FDTD, GSH, in vitro, MC3T3-E1 cell, ROS, SAR, temperature

Abstract

Some articles reported that Wi-Fi radiation induced oxidative stress (OS) in cells and vital organs. However, the possible effects of Wi-Fi electromagnetic fields (EMFs) on bone cells have not yet been investigated. MC3T3-E1 cells were cultured in cell incubators during induced differentiation and placed 3 cm from Wi-Fi antenna. A 2.45-GHz Wi-Fi signal, transmitted between a Wi-Fi router and a laptop Wi-Fi antenna, radiated on cells for 30 min/day over a 7-day period. The two modes of the Wi-Fi irradiation were 100 mW and 500 mW. The specific absorption rates (SARs) in the cell layer by 100 mW and 500 mW Wi-Fi were 0.1671 W/kg and 0.8356 W/kg, respectively, represented as SARa and SARb, and the cell layer temperature increased by 0.065°C and 0.32°C, respectively, after 30 min of irradiation by finite difference-time domain (FDTD) simulation.
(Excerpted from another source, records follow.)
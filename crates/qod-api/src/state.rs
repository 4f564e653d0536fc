//! Application state shared by handlers

use qod_core::Config;
use qod_db::CommentRepository;

#[derive(Clone)]
pub struct AppState {
    pub config: Config,
    pub comments: CommentRepository,
}

impl AppState {
    pub fn new(config: Config, comments: CommentRepository) -> Self {
        Self { config, comments }
    }
}
use axum::{
    extract::rejection::ExtensionRejection,
    extract::{ConnectInfo, Request, State},
    http::HeaderValue,
    middleware::Next,
    response::{IntoResponse, Response},
};
use qod_core::AppError;
use qod_infra::{Admission, ClientRateLimiter};
use std::net::SocketAddr;
use std::sync::Arc;

use crate::error::HttpAppError;

pub const LIMIT_HEADER: &str = "X-RateLimit-Limit";
pub const REMAINING_HEADER: &str = "X-RateLimit-Remaining";

/// Per-client admission gate.
///
/// Clients are identified by peer IP. Requests over budget are answered with
/// 429 and `Retry-After` and never reach the handler. The registry lock is
/// released before the request is forwarded.
pub async fn rate_limit_middleware(
    State(limiter): State<Arc<ClientRateLimiter>>,
    connect_info: Result<ConnectInfo<SocketAddr>, ExtensionRejection>,
    request: Request,
    next: Next,
) -> Response {
    if !limiter.is_enabled() {
        return next.run(request).await;
    }

    // Without a peer address there is nothing to key on; that is a wiring fault.
    let identity = match connect_info {
        Ok(ConnectInfo(addr)) => addr.ip().to_string(),
        Err(rejection) => {
            return HttpAppError(AppError::IdentityExtraction(rejection.body_text()))
                .into_response();
        }
    };

    match limiter.check(&identity).await {
        Admission::Admitted { remaining } => {
            let mut response = next.run(request).await;
            set_limit_headers(&mut response, limiter.burst(), remaining);
            response
        }
        Admission::Rejected { retry_after } => {
            tracing::debug!(
                client = %identity,
                path = %request.uri().path(),
                "Rate limit exceeded"
            );
            let mut response =
                HttpAppError(AppError::RateLimitExceeded { retry_after }).into_response();
            set_limit_headers(&mut response, limiter.burst(), 0);
            response
        }
    }
}

fn set_limit_headers(response: &mut Response, limit: u32, remaining: u32) {
    if let Ok(header_value) = HeaderValue::from_str(&limit.to_string()) {
        response.headers_mut().insert(LIMIT_HEADER, header_value);
    }
    if let Ok(header_value) = HeaderValue::from_str(&remaining.to_string()) {
        response.headers_mut().insert(REMAINING_HEADER, header_value);
    }
}
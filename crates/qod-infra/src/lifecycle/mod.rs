//! Server lifecycle and graceful shutdown
//!
//! [`ShutdownCoordinator`] owns the `Starting -> Serving -> Draining -> Stopped`
//! state machine: it runs the server, waits for a termination signal, drains
//! in-flight requests within a bounded window and reports how it ended.

mod coordinator;
mod signal;

pub use coordinator::{LifecycleError, ServerLifecycle, ShutdownCoordinator, ShutdownOutcome};
pub use signal::shutdown_signal;
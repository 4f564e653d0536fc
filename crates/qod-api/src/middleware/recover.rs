use axum::{
    http::{header, HeaderValue},
    response::{IntoResponse, Response},
};
use qod_core::AppError;
use std::any::Any;
use tower_http::catch_panic::CatchPanicLayer;

use crate::error::HttpAppError;

type PanicHandler = fn(Box<dyn Any + Send + 'static>) -> Response;

/// Outermost layer: turns a handler panic into a 500 and keeps serving.
pub fn panic_recovery_layer() -> CatchPanicLayer<PanicHandler> {
    CatchPanicLayer::custom(handle_panic as PanicHandler)
}

fn handle_panic(err: Box<dyn Any + Send + 'static>) -> Response {
    let message = if let Some(s) = err.downcast_ref::<String>() {
        s.clone()
    } else if let Some(s) = err.downcast_ref::<&str>() {
        s.to_string()
    } else {
        "unknown panic payload".to_string()
    };

    // Logged at error level by HttpAppError
    let mut response = HttpAppError(AppError::PanicRecovered(message)).into_response();

    // Response state may be inconsistent; do not reuse the connection.
    response
        .headers_mut()
        .insert(header::CONNECTION, HeaderValue::from_static("close"));
    response
}
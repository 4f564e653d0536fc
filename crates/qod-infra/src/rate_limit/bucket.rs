use std::time::Duration;
use tokio::time::Instant;

/// Admission-control bookkeeping for a single client.
///
/// `tokens` stays within `[0, capacity]` of the [`TokenBucket`] that manages it.
#[derive(Debug, Clone)]
pub struct ClientState {
    tokens: f64,
    last_refill: Instant,
    last_seen: Instant,
}

impl ClientState {
    /// A fresh client starts with a full bucket.
    pub fn new(capacity: f64, now: Instant) -> Self {
        Self {
            tokens: capacity,
            last_refill: now,
            last_seen: now,
        }
    }

    pub fn tokens(&self) -> f64 {
        self.tokens
    }

    pub fn last_refill(&self) -> Instant {
        self.last_refill
    }

    pub fn last_seen(&self) -> Instant {
        self.last_seen
    }

    pub(crate) fn touch(&mut self, now: Instant) {
        self.last_seen = self.last_seen.max(now);
    }

    /// How long this client has gone without a request.
    pub fn idle_for(&self, now: Instant) -> Duration {
        now.saturating_duration_since(self.last_seen)
    }
}

/// Result of asking the limiter to admit one request.
#[derive(Debug, Clone, Copy, PartialEq)]
pub enum Admission {
    Admitted {
        /// Whole tokens left after this request
        remaining: u32,
    },
    Rejected {
        /// Time until one full token will be available
        retry_after: Duration,
    },
}

impl Admission {
    pub fn is_admitted(&self) -> bool {
        matches!(self, Admission::Admitted { .. })
    }
}

/// Continuous-refill token bucket parameters.
///
/// Pure logic: the bucket owns no state and reads no clock, callers pass both
/// the [`ClientState`] and the current instant.
#[derive(Debug, Clone, Copy)]
pub struct TokenBucket {
    capacity: f64,
    refill_rate: f64, // tokens per second
}

impl TokenBucket {
    pub fn new(capacity: f64, refill_rate: f64) -> Self {
        Self {
            capacity,
            refill_rate,
        }
    }

    pub fn capacity(&self) -> f64 {
        self.capacity
    }

    pub fn refill_rate(&self) -> f64 {
        self.refill_rate
    }

    pub fn refill(&self, state: &mut ClientState, now: Instant) {
        let elapsed = now.saturating_duration_since(state.last_refill).as_secs_f64();
        let tokens_to_add = elapsed * self.refill_rate;

        state.tokens = (state.tokens + tokens_to_add).min(self.capacity);
        state.last_refill = state.last_refill.max(now);
    }

    /// Refill, then try to take one token.
    pub fn try_consume(&self, state: &mut ClientState, now: Instant) -> Admission {
        self.refill(state, now);

        if state.tokens >= 1.0 {
            state.tokens -= 1.0;
            Admission::Admitted {
                remaining: state.tokens.floor() as u32,
            }
        } else {
            Admission::Rejected {
                retry_after: self.time_until_next_token(state),
            }
        }
    }

    pub fn time_until_next_token(&self, state: &ClientState) -> Duration {
        if state.tokens >= 1.0 {
            Duration::from_secs(0)
        } else {
            let tokens_needed = 1.0 - state.tokens;
            let seconds = tokens_needed / self.refill_rate;
            // Saturates for refill rates too small to express as a Duration
            Duration::try_from_secs_f64(seconds.max(0.0)).unwrap_or(Duration::MAX)
        }
    }
}

#[cfg(test)]
mod tests {
    use super::*;

    #[test]
    fn test_burst_then_reject() {
        let bucket = TokenBucket::new(5.0, 2.0);
        let now = Instant::now();
        let mut state = ClientState::new(bucket.capacity(), now);

        for expected_remaining in (0..5).rev() {
            assert_eq!(
                bucket.try_consume(&mut state, now),
                Admission::Admitted {
                    remaining: expected_remaining
                }
            );
        }

        match bucket.try_consume(&mut state, now) {
            Admission::Rejected { retry_after } => {
                assert_eq!(retry_after, Duration::from_millis(500));
            }
            other => panic!("expected rejection, got {:?}", other),
        }
        assert_eq!(state.tokens(), 0.0);
    }

    #[test]
    fn test_refill_is_continuous() {
        let bucket = TokenBucket::new(5.0, 2.0);
        let start = Instant::now();
        let mut state = ClientState::new(bucket.capacity(), start);
        for _ in 0..5 {
            bucket.try_consume(&mut state, start);
        }

        // A quarter second buys half a token: still not enough
        let quarter = start + Duration::from_millis(250);
        assert!(!bucket.try_consume(&mut state, quarter).is_admitted());
        assert!((state.tokens() - 0.5).abs() < 1e-9);

        // Another quarter second completes the token
        let half = start + Duration::from_millis(500);
        assert!(bucket.try_consume(&mut state, half).is_admitted());
        assert!(!bucket.try_consume(&mut state, half).is_admitted());
    }

    #[test]
    fn test_refill_capped_at_capacity() {
        let bucket = TokenBucket::new(3.0, 10.0);
        let start = Instant::now();
        let mut state = ClientState::new(bucket.capacity(), start);
        bucket.try_consume(&mut state, start);

        bucket.refill(&mut state, start + Duration::from_secs(3600));
        assert_eq!(state.tokens(), 3.0);
        assert_eq!(state.last_refill(), start + Duration::from_secs(3600));
    }

    #[test]
    fn test_clock_going_backwards_adds_nothing() {
        let bucket = TokenBucket::new(2.0, 1.0);
        let later = Instant::now() + Duration::from_secs(10);
        let mut state = ClientState::new(bucket.capacity(), later);
        bucket.try_consume(&mut state, later);
        bucket.try_consume(&mut state, later);

        bucket.refill(&mut state, later - Duration::from_secs(5));
        assert_eq!(state.tokens(), 0.0);
    }

    #[test]
    fn test_tiny_refill_rate_saturates_retry_after() {
        let bucket = TokenBucket::new(1.0, 1e-300);
        let now = Instant::now();
        let mut state = ClientState::new(bucket.capacity(), now);
        assert!(bucket.try_consume(&mut state, now).is_admitted());

        assert_eq!(
            bucket.try_consume(&mut state, now),
            Admission::Rejected {
                retry_after: Duration::MAX
            }
        );
    }

    #[test]
    fn test_idle_for() {
        let start = Instant::now();
        let mut state = ClientState::new(1.0, start);
        assert_eq!(state.idle_for(start + Duration::from_secs(7)), Duration::from_secs(7));
        state.touch(start + Duration::from_secs(7));
        assert_eq!(state.idle_for(start + Duration::from_secs(7)), Duration::ZERO);
    }
}
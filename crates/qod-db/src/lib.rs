//! QOD Database Layer
//!
//! This crate provides the PostgreSQL repositories used by the API.

pub mod db;

pub use db::CommentRepository;
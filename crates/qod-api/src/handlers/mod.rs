pub mod comments;
pub mod health;

use crate::error::HttpAppError;
use axum::http::Method;
use qod_core::AppError;

/// Fallback for unmatched routes
pub async fn not_found() -> HttpAppError {
    HttpAppError(AppError::NotFound("route".to_string()))
}

/// Fallback for known routes hit with an unsupported method
pub async fn method_not_allowed(method: Method) -> HttpAppError {
    HttpAppError(AppError::MethodNotAllowed(method.to_string()))
}
//! Server startup and graceful shutdown

use anyhow::Result;
use axum::extract::ConnectInfo;
use axum::Router;
use hyper::body::Incoming;
use hyper::server::conn::http1;
use hyper_util::rt::{TokioIo, TokioTimer};
use qod_core::Config;
use qod_infra::{
    shutdown_signal, ClientRateLimiter, LifecycleError, ShutdownCoordinator, ShutdownOutcome,
};
use std::future::Future;
use std::io;
use std::net::SocketAddr;
use std::sync::Arc;
use std::time::Duration;
use tokio::net::{TcpListener, TcpStream};
use tokio::task::JoinSet;
use tokio_util::sync::CancellationToken;
use tower::ServiceExt;

/// Bind the listener and serve until a termination signal, then drain.
///
/// The idle client reaper runs alongside the server and stops when draining
/// begins.
pub async fn start_server(
    config: &Config,
    app: Router,
    limiter: Arc<ClientRateLimiter>,
) -> Result<()> {
    let addr = format!("0.0.0.0:{}", config.server_port());
    tracing::info!(addr = %addr, "Starting server");

    let listener = TcpListener::bind(&addr)
        .await
        .map_err(LifecycleError::Listen)?;

    let coordinator = ShutdownCoordinator::new(config.drain_timeout());
    let reaper = limiter
        .is_enabled()
        .then(|| limiter.spawn_reaper(coordinator.child_token()));

    let limits = limiter.config();
    tracing::info!(
        environment = config.environment(),
        limiter_enabled = limits.enabled,
        limiter_rps = limits.requests_per_second,
        limiter_burst = limits.burst,
        drain_timeout_secs = config.drain_timeout().as_secs(),
        read_timeout_secs = config.read_timeout().as_secs(),
        "Server ready and accepting connections"
    );

    let outcome = serve(
        listener,
        app,
        &coordinator,
        config.read_timeout(),
        shutdown_signal(),
    )
    .await;

    if let Some(reaper) = reaper {
        if let Err(e) = reaper.await {
            tracing::warn!(error = %e, "Idle client reaper ended abnormally");
        }
    }

    match outcome? {
        ShutdownOutcome::Drained => tracing::info!("Shutdown complete"),
        ShutdownOutcome::DrainTimedOut => {
            tracing::warn!("Shutdown complete; some requests were cut off")
        }
    }
    Ok(())
}

/// Run `app` on `listener` under `coordinator` until `signal` resolves or the
/// coordinator's shutdown token is cancelled.
///
/// Clients get `read_timeout` to send each request's headers, counted from the
/// moment the connection opens or the previous response ends. Requests carry
/// their peer address so the rate limit gate can identify clients. When the
/// drain window elapses, every connection still open is closed.
pub async fn serve<S>(
    listener: TcpListener,
    app: Router,
    coordinator: &ShutdownCoordinator,
    read_timeout: Duration,
    signal: S,
) -> Result<ShutdownOutcome, LifecycleError>
where
    S: Future<Output = ()>,
{
    coordinator
        .run(
            move |graceful| accept_connections(listener, app, read_timeout, graceful),
            signal,
        )
        .await
}

/// Accept until `graceful` is cancelled, then wait for open connections to
/// finish their in-flight requests.
///
/// Connection tasks live in a `JoinSet` owned by this future; dropping the
/// future aborts all of them.
async fn accept_connections(
    listener: TcpListener,
    app: Router,
    read_timeout: Duration,
    graceful: CancellationToken,
) -> io::Result<()> {
    let mut connections = JoinSet::new();

    loop {
        tokio::select! {
            _ = graceful.cancelled() => break,
            accepted = listener.accept() => match accepted {
                Ok((stream, peer)) => {
                    connections.spawn(serve_connection(
                        stream,
                        peer,
                        app.clone(),
                        read_timeout,
                        graceful.clone(),
                    ));
                }
                Err(e) if is_connection_error(&e) => {}
                Err(e) => {
                    // Usually fd exhaustion; back off instead of spinning
                    tracing::error!(error = %e, "Failed to accept connection");
                    tokio::time::sleep(Duration::from_secs(1)).await;
                }
            },
            Some(joined) = connections.join_next(), if !connections.is_empty() => {
                if let Err(e) = joined {
                    tracing::warn!(error = %e, "Connection task failed");
                }
            }
        }
    }

    drop(listener);
    tracing::debug!(
        open_connections = connections.len(),
        "Listener closed, waiting for open connections"
    );
    while connections.join_next().await.is_some() {}
    Ok(())
}

async fn serve_connection(
    stream: TcpStream,
    peer: SocketAddr,
    app: Router,
    read_timeout: Duration,
    graceful: CancellationToken,
) {
    let service = hyper::service::service_fn(move |mut request: hyper::Request<Incoming>| {
        request.extensions_mut().insert(ConnectInfo(peer));
        app.clone().oneshot(request)
    });

    let connection = http1::Builder::new()
        .timer(TokioTimer::new())
        .header_read_timeout(read_timeout)
        .serve_connection(TokioIo::new(stream), service);
    tokio::pin!(connection);

    let mut draining = false;
    loop {
        tokio::select! {
            result = connection.as_mut() => {
                if let Err(e) = result {
                    tracing::debug!(peer = %peer, error = %e, "Connection closed with error");
                }
                break;
            }
            _ = graceful.cancelled(), if !draining => {
                // Finish the in-flight request, then close
                connection.as_mut().graceful_shutdown();
                draining = true;
            }
        }
    }
}

fn is_connection_error(e: &io::Error) -> bool {
    matches!(
        e.kind(),
        io::ErrorKind::ConnectionRefused
            | io::ErrorKind::ConnectionAborted
            | io::ErrorKind::ConnectionReset
    )
}
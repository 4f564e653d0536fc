//! Database setup and initialization

use anyhow::{Context, Result};
use qod_core::Config;
use sqlx::postgres::PgPoolOptions;
use sqlx::PgPool;
use std::path::Path;

/// Setup database connection pool and run migrations
pub async fn setup_database(config: &Config) -> Result<PgPool> {
    tracing::info!("Connecting to database...");
    let pool = PgPoolOptions::new()
        .max_connections(config.database.max_connections)
        .acquire_timeout(config.database.query_timeout)
        .idle_timeout(config.database.max_idle_time)
        .connect(config.database_url())
        .await
        .context("Failed to connect to database")?;

    tracing::info!(
        max_connections = config.database.max_connections,
        "Database connected successfully"
    );

    // Run pending migrations on startup (path: workspace migrations/ from crate root)
    let migrations_dir = Path::new(env!("CARGO_MANIFEST_DIR")).join("../../migrations");
    let migrator = sqlx::migrate::Migrator::new(migrations_dir)
        .await
        .context("Failed to load migrations")?;
    migrator
        .run(&pool)
        .await
        .context("Failed to run database migrations")?;
    tracing::info!("Database migrations applied");

    Ok(pool)
}
use std::collections::HashMap;
use std::time::Duration;
use tokio::sync::Mutex;
use tokio::time::Instant;

use super::bucket::ClientState;

/// Map from client identity to its admission-control state.
///
/// Every access goes through a single mutex, and each method holds it only for
/// the lookup/insert/update it performs. Callers never get a reference that
/// outlives the lock: per-client work runs inside [`ClientRegistry::with_client`].
///
/// Entries are created lazily on first contact and removed only by
/// [`ClientRegistry::evict_if_idle`] (the reaper), never during a request.
#[derive(Debug, Default)]
pub struct ClientRegistry {
    clients: Mutex<HashMap<String, ClientState>>,
}

impl ClientRegistry {
    pub fn new() -> Self {
        Self::default()
    }

    /// Get or create the entry for `identity`, mark it seen at `now`, and run
    /// `f` on it, all in one critical section.
    ///
    /// New entries start with `capacity` tokens. `f` must be short and must not
    /// block: it runs with the registry lock held.
    pub async fn with_client<R>(
        &self,
        identity: &str,
        capacity: f64,
        now: Instant,
        f: impl FnOnce(&mut ClientState) -> R,
    ) -> R {
        let mut clients = self.clients.lock().await;
        let state = match clients.get_mut(identity) {
            Some(state) => state,
            None => clients
                .entry(identity.to_string())
                .or_insert_with(|| ClientState::new(capacity, now)),
        };
        state.touch(now);
        f(state)
    }

    /// Identities registered at the moment of the call.
    pub async fn snapshot_identities(&self) -> Vec<String> {
        self.clients.lock().await.keys().cloned().collect()
    }

    /// Remove `identity` if it has gone unseen for longer than `threshold`.
    ///
    /// The idle check reads the entry under the same lock that removes it, so a
    /// request that touches the entry concurrently is never lost.
    pub async fn evict_if_idle(&self, identity: &str, now: Instant, threshold: Duration) -> bool {
        let mut clients = self.clients.lock().await;
        match clients.get(identity) {
            Some(state) if state.idle_for(now) > threshold => {
                clients.remove(identity);
                true
            }
            _ => false,
        }
    }

    /// Copy of the current state for `identity`, if registered.
    pub async fn get(&self, identity: &str) -> Option<ClientState> {
        self.clients.lock().await.get(identity).cloned()
    }

    pub async fn contains(&self, identity: &str) -> bool {
        self.clients.lock().await.contains_key(identity)
    }

    pub async fn len(&self) -> usize {
        self.clients.lock().await.len()
    }

    pub async fn is_empty(&self) -> bool {
        self.clients.lock().await.is_empty()
    }
}
//! Per-client rate limiting
//!
//! Token buckets keyed by client identity, a shared registry holding them, and
//! a background reaper that evicts clients that have gone quiet.

pub use bucket::{Admission, ClientState, TokenBucket};
pub use limiter::ClientRateLimiter;
pub use reaper::IdleReaper;
pub use registry::ClientRegistry;

mod bucket;
mod limiter;
mod reaper;
mod registry;
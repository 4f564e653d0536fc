//! Pagination and sorting parameters for list queries

use serde::Serialize;
use std::borrow::Cow;
use utoipa::ToSchema;
use validator::{Validate, ValidationError};

/// Sort keys accepted by the comment listing; a leading `-` sorts descending
pub const COMMENT_SORT_SAFELIST: &[&str] = &["id", "content", "author", "-id", "-content", "-author"];

const DEFAULT_PAGE_SIZE: u32 = 20;

#[derive(Debug, Clone, Copy, PartialEq, Eq)]
pub enum SortDirection {
    Asc,
    Desc,
}

impl SortDirection {
    pub fn as_sql(&self) -> &'static str {
        match self {
            SortDirection::Asc => "ASC",
            SortDirection::Desc => "DESC",
        }
    }
}

#[derive(Debug, Clone, PartialEq, Validate)]
pub struct Filters {
    #[validate(range(min = 1, max = 10_000_000, message = "must be between 1 and 10 million"))]
    pub page: u32,
    #[validate(range(min = 1, max = 100, message = "must be between 1 and 100"))]
    pub page_size: u32,
    #[validate(custom(function = "validate_sort"))]
    pub sort: String,
}

impl Default for Filters {
    fn default() -> Self {
        Self {
            page: 1,
            page_size: DEFAULT_PAGE_SIZE,
            sort: "id".to_string(),
        }
    }
}

impl Filters {
    /// Column to order by. Only ever returns a safelisted column name.
    pub fn sort_column(&self) -> &str {
        if COMMENT_SORT_SAFELIST.contains(&self.sort.as_str()) {
            self.sort.trim_start_matches('-')
        } else {
            "id"
        }
    }

    pub fn sort_direction(&self) -> SortDirection {
        if self.sort.starts_with('-') {
            SortDirection::Desc
        } else {
            SortDirection::Asc
        }
    }

    pub fn limit(&self) -> i64 {
        i64::from(self.page_size)
    }

    pub fn offset(&self) -> i64 {
        i64::from(self.page.saturating_sub(1)) * i64::from(self.page_size)
    }
}

fn validate_sort(sort: &str) -> Result<(), ValidationError> {
    if COMMENT_SORT_SAFELIST.contains(&sort) {
        Ok(())
    } else {
        Err(ValidationError::new("sort").with_message(Cow::Borrowed("invalid sort value")))
    }
}

/// Paging information returned alongside list results. Empty when nothing matched.
#[derive(Debug, Clone, Default, PartialEq, Eq, Serialize, ToSchema)]
pub struct PaginationMetadata {
    #[serde(skip_serializing_if = "is_zero")]
    pub current_page: i64,
    #[serde(skip_serializing_if = "is_zero")]
    pub page_size: i64,
    #[serde(skip_serializing_if = "is_zero")]
    pub first_page: i64,
    #[serde(skip_serializing_if = "is_zero")]
    pub last_page: i64,
    #[serde(skip_serializing_if = "is_zero")]
    pub total_records: i64,
}

impl PaginationMetadata {
    pub fn calculate(total_records: i64, filters: &Filters) -> Self {
        if total_records == 0 {
            return Self::default();
        }
        let page_size = i64::from(filters.page_size);
        Self {
            current_page: i64::from(filters.page),
            page_size,
            first_page: 1,
            last_page: (total_records + page_size - 1) / page_size,
            total_records,
        }
    }
}

fn is_zero(value: &i64) -> bool {
    *value == 0
}
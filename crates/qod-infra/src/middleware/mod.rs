//! Shared HTTP middleware

pub mod request_id;

pub use request_id::{get_request_id, request_id_middleware, RequestId};
//! Application setup and initialization
//!
//! Everything main.rs needs to go from a loaded [`Config`] to a running server.

pub mod database;
pub mod routes;
pub mod server;

use crate::state::AppState;
use anyhow::{Context, Result};
use qod_core::Config;
use qod_db::CommentRepository;
use qod_infra::ClientRateLimiter;
use std::sync::Arc;

/// Initialized application: shared state, the rate limiter whose reaper the
/// server runs, and the fully layered router.
pub struct App {
    pub state: Arc<AppState>,
    pub limiter: Arc<ClientRateLimiter>,
    pub router: axum::Router,
}

/// Initialize the entire application
pub async fn initialize_app(config: Config) -> Result<App> {
    // Validate configuration first - fail fast on misconfiguration
    config.validate().context("Configuration validation failed")?;

    qod_infra::init_telemetry(config.environment())
        .map_err(|e| anyhow::anyhow!("Failed to initialize telemetry: {}", e))?;

    tracing::info!(
        environment = config.environment(),
        "Configuration loaded and validated successfully"
    );

    let pool = database::setup_database(&config).await?;

    let comments = CommentRepository::new(pool, config.database.query_timeout);
    let limiter = Arc::new(ClientRateLimiter::new(config.rate_limit().clone()));
    let state = Arc::new(AppState::new(config.clone(), comments));

    let router = routes::setup_routes(&config, state.clone(), limiter.clone())?;

    Ok(App {
        state,
        limiter,
        router,
    })
}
The cell oxidative stress indexes were measured by a microplate reader, and the calcified nodules were examined by alizarin red S staining. At a 3-cm close range, 2.45-GHz Wi-Fi radiation increased Reactive oxygen species (ROS) and glutathione (GSH) levels in osteoblasts with the increase of irradiation time, and the quantity of mineralization slightly depended on the radiation intensity.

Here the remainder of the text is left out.